恋に憑かれた中年男が狂気の行動へ
※「みんなのヴァカンス」の公開を記念して開催中のギヨーム・ブラック監督特集。その1本として上映される「やさしい人」(2013)公開時に書いたレビューを、一部加筆した上で掲載します。
「女っ気なし」(2011)のギヨーム・ブラック監督が、再びヴァンサン・マケーニュ主演で撮った、初の長編作品だ。
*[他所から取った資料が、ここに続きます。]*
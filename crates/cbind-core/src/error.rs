//! Bridge error types.

use crate::handle::Handle;

/// Errors produced while decoding, dispatching, or executing a request.
///
/// Every error renders to a human-readable message; the message (not a
/// structured code) is what travels back to the host in the response.
#[derive(Debug, Clone, PartialEq, Eq, thiserror::Error)]
pub enum BridgeError {
    /// A handle was read at a different type tag than it was written with
    #[error("Type mismatch. Expected {expected}. Got {got}.")]
    TypeMismatch {
        /// The tag the reader asked for
        expected: &'static str,
        /// The tag the handle actually carries
        got: &'static str,
    },

    /// No live entry for the given handle
    #[error("Failed to look up handle {0}.")]
    HandleLookupFailed(Handle),

    /// Command carried the wrong number of argument handles
    #[error("Expected {expected} arg(s), got {actual}.")]
    ArgCountMismatch {
        /// Arity of the target function (minimum arity for variadics)
        expected: usize,
        /// Number of argument handles in the command
        actual: usize,
    },

    /// Argument or result kind the bridge refuses to marshal
    #[error("Unsupported type: {0}.")]
    UnsupportedType(String),

    /// An allocation (native memory or callback slot) failed
    #[error("Allocation failed: {0}.")]
    AllocationFailed(String),

    /// The message queue cannot accept or produce another message
    #[error("Message queue is closed.")]
    QueueClosed,

    /// Structurally malformed request
    #[error("Malformed request: {0}.")]
    ProtocolError(String),

    /// Command named a function id outside the dispatch table
    #[error("Function id {id} is out of range [-2, {count}).")]
    FunctionIdOutOfRange {
        /// The id the command asked for
        id: i32,
        /// Number of registered (non-reserved) functions
        count: usize,
    },
}

/// Result alias used throughout the bridge.
pub type BridgeResult<T> = Result<T, BridgeError>;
ミュージシャンとして盛りを過ぎた主人公マクシムが、若い女性記者メロディと恋仲になるが、やがてメロディはマクシムの前から姿を消してしまう――というのが中盤までの展開。
「女っ気なし」の気弱な主人公であれば、女が去った時点であきらめてしまうだろう。だが、本作の主人公マクシムはなかなかしぶとい。せっかく手に入れた恋人を手離してなるものかと、驚きの“恋人奪還劇”を繰り広げるのである。
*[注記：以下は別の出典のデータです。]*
//! Worker thread.
//!
//! One dedicated thread owns the engine and drives the run loop: dequeue
//! the next request, execute it, post the response. Every native call,
//! including a callback trampoline re-entering the queue, happens on this
//! thread. An `Undefined` variant on the request queue is the shutdown
//! sentinel; the worker exits and hands its engine back for inspection.

use cbind_core::{MessageQueue, Variant};
use cbind_engine::{Engine, MessageSink, Registry};
use std::sync::Arc;
use std::thread::JoinHandle;

/// Handle to the spawned worker thread.
#[derive(Debug)]
pub struct Worker {
    handle: JoinHandle<Engine>,
}

impl Worker {
    /// Spawn the worker: requests arrive on `queue`, responses leave
    /// through `sink`.
    pub fn spawn(registry: Registry, queue: MessageQueue, sink: Arc<dyn MessageSink>) -> Self {
        let handle = std::thread::spawn(move || {
            let mut engine = Engine::new();
            loop {
                let request = queue.dequeue();
                if request.is_undefined() {
                    tracing::debug!("worker received shutdown sentinel");
                    break;
                }
                let response = engine.run_request(&registry, &queue, &sink, &request);
                sink.post_message(response);
            }
            engine
        });
        Self { handle }
    }

    /// Wait for the worker to exit and take back its engine.
    pub fn join(self) -> Engine {
        match self.handle.join() {
            Ok(engine) => engine,
            Err(panic) => std::panic::resume_unwind(panic),
        }
    }
}

#[cfg(test)]
mod tests {
    use super::*;
    use crate::transport::ChannelSink;
    use cbind_core::json::{from_json_str, to_json_string};

    #[test]
    fn test_worker_processes_requests_in_order() {
        let requests = MessageQueue::bounded(8);
        let responses = MessageQueue::bounded(8);
        let sink: Arc<dyn MessageSink> = Arc::new(ChannelSink::new(responses.clone()));
        let worker = Worker::spawn(Registry::new(), requests.clone(), sink);

        requests
            .enqueue(from_json_str("{\"id\": 1}").unwrap())
            .unwrap();
        requests
            .enqueue(from_json_str("{\"id\": 2}").unwrap())
            .unwrap();

        assert_eq!(to_json_string(&responses.dequeue()), "{\"id\":1,\"values\":[]}");
        assert_eq!(to_json_string(&responses.dequeue()), "{\"id\":2,\"values\":[]}");

        requests.enqueue(Variant::Undefined).unwrap();
        let engine = worker.join();
        assert_eq!(engine.live_handle_count(), 0);
    }

    #[test]
    fn test_worker_keeps_handles_across_requests() {
        let requests = MessageQueue::bounded(8);
        let responses = MessageQueue::bounded(8);
        let sink: Arc<dyn MessageSink> = Arc::new(ChannelSink::new(responses.clone()));
        let worker = Worker::spawn(Registry::new(), requests.clone(), sink);

        requests
            .enqueue(from_json_str("{\"id\": 1, \"set\": {\"1\": [\"int32\", 5]}}").unwrap())
            .unwrap();
        responses.dequeue();

        requests
            .enqueue(from_json_str("{\"id\": 2, \"get\": [1], \"destroy\": [1]}").unwrap())
            .unwrap();
        assert_eq!(to_json_string(&responses.dequeue()), "{\"id\":2,\"values\":[5]}");

        requests.enqueue(Variant::Undefined).unwrap();
        assert_eq!(worker.join().live_handle_count(), 0);
    }
}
今でこそ風采の上がらないマクシムも、かつてはロックミュージシャンとして、そこそこ売れていた男。モテた時期もあったろう。地元の田舎町では一応名士でもある。よもや田舎の小娘にあっさりフラれるなんてあり得ない。そう思ったとしても不思議ではない。
実際、強気に攻めてあっさりメロディをモノにしてしまうのだし、燃え上がる情熱の赴くまま、ロマンティックな冬のヴァカンスを過ごしたりもするのだ。なのに、彼女は突如として失踪してしまう。いったい、なぜ? 割り切れない気持ちから、マクシムは狂気の行動に出る。
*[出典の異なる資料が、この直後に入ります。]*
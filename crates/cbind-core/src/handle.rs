//! Handle table: integer ids mapped to typed native slots.
//!
//! The host never sees native values directly; it names them through
//! non-zero 32-bit handles that it assigns itself. Each live handle carries
//! exactly one tagged value. Reads are tag-checked, with a small widening
//! table (8/16-bit integers read as 32-bit, same-width sign flips, float
//! read as double); everything else is a type mismatch. Pointer tags never
//! interconvert with integer tags.
//!
//! The table is owned and mutated by the worker thread only; raw pointers
//! stored here are dereferenced nowhere else.

use crate::error::{BridgeError, BridgeResult};
use crate::variant::Variant;
use rustc_hash::FxHashMap;
use std::os::raw::{c_char, c_void};

/// Host-assigned identifier for a typed slot. Zero is never valid.
pub type Handle = i32;

/// Address-only view of a C function, as registered by `getFunc`.
pub type CFuncPtr = unsafe extern "C" fn();

/// Deallocator invoked when a func-id handle backed by a callback slot is
/// destroyed. Receives the func id whose slot should be released.
pub type FreeFuncFn = fn(i32);

/// Tagged value stored in the table.
#[derive(Debug, Clone)]
pub enum HandleValue {
    /// 8-bit signed integer
    Int8(i8),
    /// 8-bit unsigned integer
    Uint8(u8),
    /// 16-bit signed integer
    Int16(i16),
    /// 16-bit unsigned integer
    Uint16(u16),
    /// 32-bit signed integer
    Int32(i32),
    /// 32-bit unsigned integer
    Uint32(u32),
    /// 64-bit signed integer
    Int64(i64),
    /// 64-bit unsigned integer
    Uint64(u64),
    /// 32-bit float
    Float(f32),
    /// 64-bit float
    Double(f64),
    /// Raw pointer
    VoidPtr(*mut c_void),
    /// C function pointer
    FuncPtr(CFuncPtr),
    /// Dynamic value; the entry owns one reference
    Var(Variant),
    /// Host-side function identifier
    FuncId(i32),
}

// Raw pointers make this !Send by default. Entries only travel inside the
// engine, and the worker thread is the sole place they are dereferenced.
unsafe impl Send for HandleValue {}

impl HandleValue {
    /// Tag name, as used in diagnostics.
    pub fn type_name(&self) -> &'static str {
        match self {
            HandleValue::Int8(_) => "int8",
            HandleValue::Uint8(_) => "uint8",
            HandleValue::Int16(_) => "int16",
            HandleValue::Uint16(_) => "uint16",
            HandleValue::Int32(_) => "int32",
            HandleValue::Uint32(_) => "uint32",
            HandleValue::Int64(_) => "int64",
            HandleValue::Uint64(_) => "uint64",
            HandleValue::Float(_) => "float32",
            HandleValue::Double(_) => "float64",
            HandleValue::VoidPtr(_) => "void*",
            HandleValue::FuncPtr(_) => "void(*)(void)",
            HandleValue::Var(_) => "var",
            HandleValue::FuncId(_) => "function",
        }
    }
}

/// Integer/double classification used when a handle feeds a variadic call.
///
/// Follows C default argument promotion: sub-32-bit integers widen, `float`
/// promotes to `double`, and pointers travel in the integer class.
#[derive(Debug, Clone, Copy, PartialEq)]
pub enum VarArg {
    /// Integer-class argument (integers and pointers)
    Int(i64),
    /// Double-class argument (floats)
    Dbl(f64),
}

#[derive(Debug)]
struct HandleEntry {
    value: HandleValue,
    free_func: Option<FreeFuncFn>,
}

/// Map of live handles.
///
/// Register fails on a duplicate or zero handle; get respects the widening
/// table; destroy drops the entry, releasing a Var reference or running the
/// func-id free callback as appropriate.
#[derive(Debug, Default)]
pub struct HandleTable {
    entries: FxHashMap<Handle, HandleEntry>,
}

macro_rules! typed_register {
    ($($(#[$meta:meta])* $fn_name:ident => $tag:ident($ty:ty)),* $(,)?) => {
        $(
            $(#[$meta])*
            pub fn $fn_name(&mut self, handle: Handle, value: $ty) -> BridgeResult<()> {
                self.register(handle, HandleValue::$tag(value))
            }
        )*
    };
}

impl HandleTable {
    /// Create an empty table.
    pub fn new() -> Self {
        Self::default()
    }

    /// Register `value` under `handle`. Fails when the handle is zero or
    /// already live.
    pub fn register(&mut self, handle: Handle, value: HandleValue) -> BridgeResult<()> {
        if handle == 0 {
            return Err(BridgeError::ProtocolError("handle 0 is reserved".into()));
        }
        if self.entries.contains_key(&handle) {
            return Err(BridgeError::ProtocolError(format!(
                "handle {} is already registered",
                handle
            )));
        }
        self.entries.insert(
            handle,
            HandleEntry {
                value,
                free_func: None,
            },
        );
        Ok(())
    }

    typed_register! {
        /// Register an int8 slot.
        register_int8 => Int8(i8),
        /// Register a uint8 slot.
        register_uint8 => Uint8(u8),
        /// Register an int16 slot.
        register_int16 => Int16(i16),
        /// Register a uint16 slot.
        register_uint16 => Uint16(u16),
        /// Register an int32 slot.
        register_int32 => Int32(i32),
        /// Register a uint32 slot.
        register_uint32 => Uint32(u32),
        /// Register an int64 slot.
        register_int64 => Int64(i64),
        /// Register a uint64 slot.
        register_uint64 => Uint64(u64),
        /// Register a float32 slot.
        register_float => Float(f32),
        /// Register a float64 slot.
        register_double => Double(f64),
        /// Register a raw pointer slot.
        register_voidp => VoidPtr(*mut c_void),
        /// Register a C function pointer slot.
        register_funcp => FuncPtr(CFuncPtr),
        /// Register a dynamic value slot; the entry takes one reference.
        register_var => Var(Variant),
        /// Register a host function id slot.
        register_func_id => FuncId(i32),
    }

    fn entry(&self, handle: Handle) -> BridgeResult<&HandleEntry> {
        self.entries
            .get(&handle)
            .ok_or(BridgeError::HandleLookupFailed(handle))
    }

    fn mismatch(expected: &'static str, value: &HandleValue) -> BridgeError {
        BridgeError::TypeMismatch {
            expected,
            got: value.type_name(),
        }
    }

    /// Read as int8. Same-width sign flips are bitcast.
    pub fn get_int8(&self, handle: Handle) -> BridgeResult<i8> {
        match self.entry(handle)?.value {
            HandleValue::Int8(v) => Ok(v),
            HandleValue::Uint8(v) => Ok(v as i8),
            ref v => Err(Self::mismatch("int8", v)),
        }
    }

    /// Read as uint8.
    pub fn get_uint8(&self, handle: Handle) -> BridgeResult<u8> {
        match self.entry(handle)?.value {
            HandleValue::Uint8(v) => Ok(v),
            HandleValue::Int8(v) => Ok(v as u8),
            ref v => Err(Self::mismatch("uint8", v)),
        }
    }

    /// Read as int16.
    pub fn get_int16(&self, handle: Handle) -> BridgeResult<i16> {
        match self.entry(handle)?.value {
            HandleValue::Int16(v) => Ok(v),
            HandleValue::Uint16(v) => Ok(v as i16),
            ref v => Err(Self::mismatch("int16", v)),
        }
    }

    /// Read as uint16.
    pub fn get_uint16(&self, handle: Handle) -> BridgeResult<u16> {
        match self.entry(handle)?.value {
            HandleValue::Uint16(v) => Ok(v),
            HandleValue::Int16(v) => Ok(v as u16),
            ref v => Err(Self::mismatch("uint16", v)),
        }
    }

    /// Read as int32. Narrow integers widen (sign- or zero-extended by
    /// their own signedness); uint32 is bitcast.
    pub fn get_int32(&self, handle: Handle) -> BridgeResult<i32> {
        match self.entry(handle)?.value {
            HandleValue::Int32(v) => Ok(v),
            HandleValue::Uint32(v) => Ok(v as i32),
            HandleValue::Int8(v) => Ok(v as i32),
            HandleValue::Uint8(v) => Ok(v as i32),
            HandleValue::Int16(v) => Ok(v as i32),
            HandleValue::Uint16(v) => Ok(v as i32),
            ref v => Err(Self::mismatch("int32", v)),
        }
    }

    /// Read as uint32. Narrow integers widen first, then bitcast.
    pub fn get_uint32(&self, handle: Handle) -> BridgeResult<u32> {
        match self.entry(handle)?.value {
            HandleValue::Uint32(v) => Ok(v),
            HandleValue::Int32(v) => Ok(v as u32),
            HandleValue::Int8(v) => Ok(v as i32 as u32),
            HandleValue::Uint8(v) => Ok(v as u32),
            HandleValue::Int16(v) => Ok(v as i32 as u32),
            HandleValue::Uint16(v) => Ok(v as u32),
            ref v => Err(Self::mismatch("uint32", v)),
        }
    }

    /// Read as int64. Only 64-bit tags qualify.
    pub fn get_int64(&self, handle: Handle) -> BridgeResult<i64> {
        match self.entry(handle)?.value {
            HandleValue::Int64(v) => Ok(v),
            HandleValue::Uint64(v) => Ok(v as i64),
            ref v => Err(Self::mismatch("int64", v)),
        }
    }

    /// Read as uint64.
    pub fn get_uint64(&self, handle: Handle) -> BridgeResult<u64> {
        match self.entry(handle)?.value {
            HandleValue::Uint64(v) => Ok(v),
            HandleValue::Int64(v) => Ok(v as u64),
            ref v => Err(Self::mismatch("uint64", v)),
        }
    }

    /// Read as float32. No widening applies.
    pub fn get_float(&self, handle: Handle) -> BridgeResult<f32> {
        match self.entry(handle)?.value {
            HandleValue::Float(v) => Ok(v),
            ref v => Err(Self::mismatch("float32", v)),
        }
    }

    /// Read as float64. Accepts float32, widened.
    pub fn get_double(&self, handle: Handle) -> BridgeResult<f64> {
        match self.entry(handle)?.value {
            HandleValue::Double(v) => Ok(v),
            HandleValue::Float(v) => Ok(v as f64),
            ref v => Err(Self::mismatch("float64", v)),
        }
    }

    /// Read as a raw pointer. Pointer tags never interconvert with integers.
    pub fn get_voidp(&self, handle: Handle) -> BridgeResult<*mut c_void> {
        match self.entry(handle)?.value {
            HandleValue::VoidPtr(p) => Ok(p),
            ref v => Err(Self::mismatch("void*", v)),
        }
    }

    /// Read as a C string pointer (a pointer slot viewed as `char*`).
    pub fn get_charp(&self, handle: Handle) -> BridgeResult<*mut c_char> {
        Ok(self.get_voidp(handle)? as *mut c_char)
    }

    /// Read as a C function pointer.
    pub fn get_funcp(&self, handle: Handle) -> BridgeResult<CFuncPtr> {
        match self.entry(handle)?.value {
            HandleValue::FuncPtr(p) => Ok(p),
            ref v => Err(Self::mismatch("void(*)(void)", v)),
        }
    }

    /// Read as a dynamic value. Returns a new reference.
    pub fn get_var(&self, handle: Handle) -> BridgeResult<Variant> {
        match self.entry(handle)?.value {
            HandleValue::Var(ref v) => Ok(v.clone()),
            ref v => Err(Self::mismatch("var", v)),
        }
    }

    /// Read as a host function id.
    pub fn get_func_id(&self, handle: Handle) -> BridgeResult<i32> {
        match self.entry(handle)?.value {
            HandleValue::FuncId(id) => Ok(id),
            ref v => Err(Self::mismatch("function", v)),
        }
    }

    /// The tagged value of a live handle, for callers that branch on the
    /// current tag (response encoding does).
    pub fn value(&self, handle: Handle) -> BridgeResult<&HandleValue> {
        self.entry(handle).map(|entry| &entry.value)
    }

    /// Read with C default argument promotion, for variadic calls.
    pub fn get_default(&self, handle: Handle) -> BridgeResult<VarArg> {
        match self.entry(handle)?.value {
            HandleValue::Int8(v) => Ok(VarArg::Int(v as i64)),
            HandleValue::Uint8(v) => Ok(VarArg::Int(v as i64)),
            HandleValue::Int16(v) => Ok(VarArg::Int(v as i64)),
            HandleValue::Uint16(v) => Ok(VarArg::Int(v as i64)),
            HandleValue::Int32(v) => Ok(VarArg::Int(v as i64)),
            HandleValue::Uint32(v) => Ok(VarArg::Int(v as i64)),
            HandleValue::Int64(v) => Ok(VarArg::Int(v)),
            HandleValue::Uint64(v) => Ok(VarArg::Int(v as i64)),
            HandleValue::Float(v) => Ok(VarArg::Dbl(v as f64)),
            HandleValue::Double(v) => Ok(VarArg::Dbl(v)),
            HandleValue::VoidPtr(p) => Ok(VarArg::Int(p as i64)),
            HandleValue::FuncPtr(p) => Ok(VarArg::Int(p as usize as i64)),
            ref v => Err(BridgeError::UnsupportedType(format!(
                "{} as a variadic argument",
                v.type_name()
            ))),
        }
    }

    /// Attach the slot deallocator for a func-id handle. When the handle is
    /// destroyed, `free_func` runs with the stored func id.
    pub fn set_func_id_free(&mut self, handle: Handle, free_func: FreeFuncFn) -> BridgeResult<()> {
        let entry = self
            .entries
            .get_mut(&handle)
            .ok_or(BridgeError::HandleLookupFailed(handle))?;
        match entry.value {
            HandleValue::FuncId(_) => {
                entry.free_func = Some(free_func);
                Ok(())
            }
            ref v => Err(Self::mismatch("function", v)),
        }
    }

    /// Destroy a handle. Var entries release their reference; func-id
    /// entries run their free callback, if any. Destroying an unregistered
    /// handle is an error with no side effect.
    pub fn destroy(&mut self, handle: Handle) -> BridgeResult<()> {
        let entry = self
            .entries
            .remove(&handle)
            .ok_or(BridgeError::HandleLookupFailed(handle))?;
        if let HandleValue::FuncId(func_id) = entry.value {
            if let Some(free_func) = entry.free_func {
                free_func(func_id);
            }
        }
        Ok(())
    }

    /// Destroy every handle in `handles`, reporting the first failure after
    /// attempting them all.
    pub fn destroy_many(&mut self, handles: &[Handle]) -> BridgeResult<()> {
        let mut first_err = None;
        for &handle in handles {
            if let Err(err) = self.destroy(handle) {
                first_err.get_or_insert(err);
            }
        }
        match first_err {
            Some(err) => Err(err),
            None => Ok(()),
        }
    }

    /// Number of live handles. The test harness asserts this is zero at
    /// teardown.
    pub fn live_count(&self) -> usize {
        self.entries.len()
    }

    /// Drop every entry, releasing Var references. Free callbacks do not
    /// run; this is the teardown path, after the slots are already gone.
    pub fn clear(&mut self) {
        self.entries.clear();
    }
}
はたして、中年男の一途な恋心は娘に通じるのか。中盤以降の展開は、極上のラブサスペンス。意外な結末には、女心の不可解さを思い知らされる。
物語の核を成すのは、マクシムとメロディとの恋愛だが、もう一つ、重要なのが、マクシムと父親との関係である。やや人生に疲れた感のあるマクシムに対し、アウトドア・スポーツを好み、いまだ女性関係の絶えない父親は、好対照のキャラクター。
父親の生きるエネルギーが、マクシムの消えかけた情熱に火を付けたか。エンディングに漂うほのかな希望も、父親の存在あってこそだろう。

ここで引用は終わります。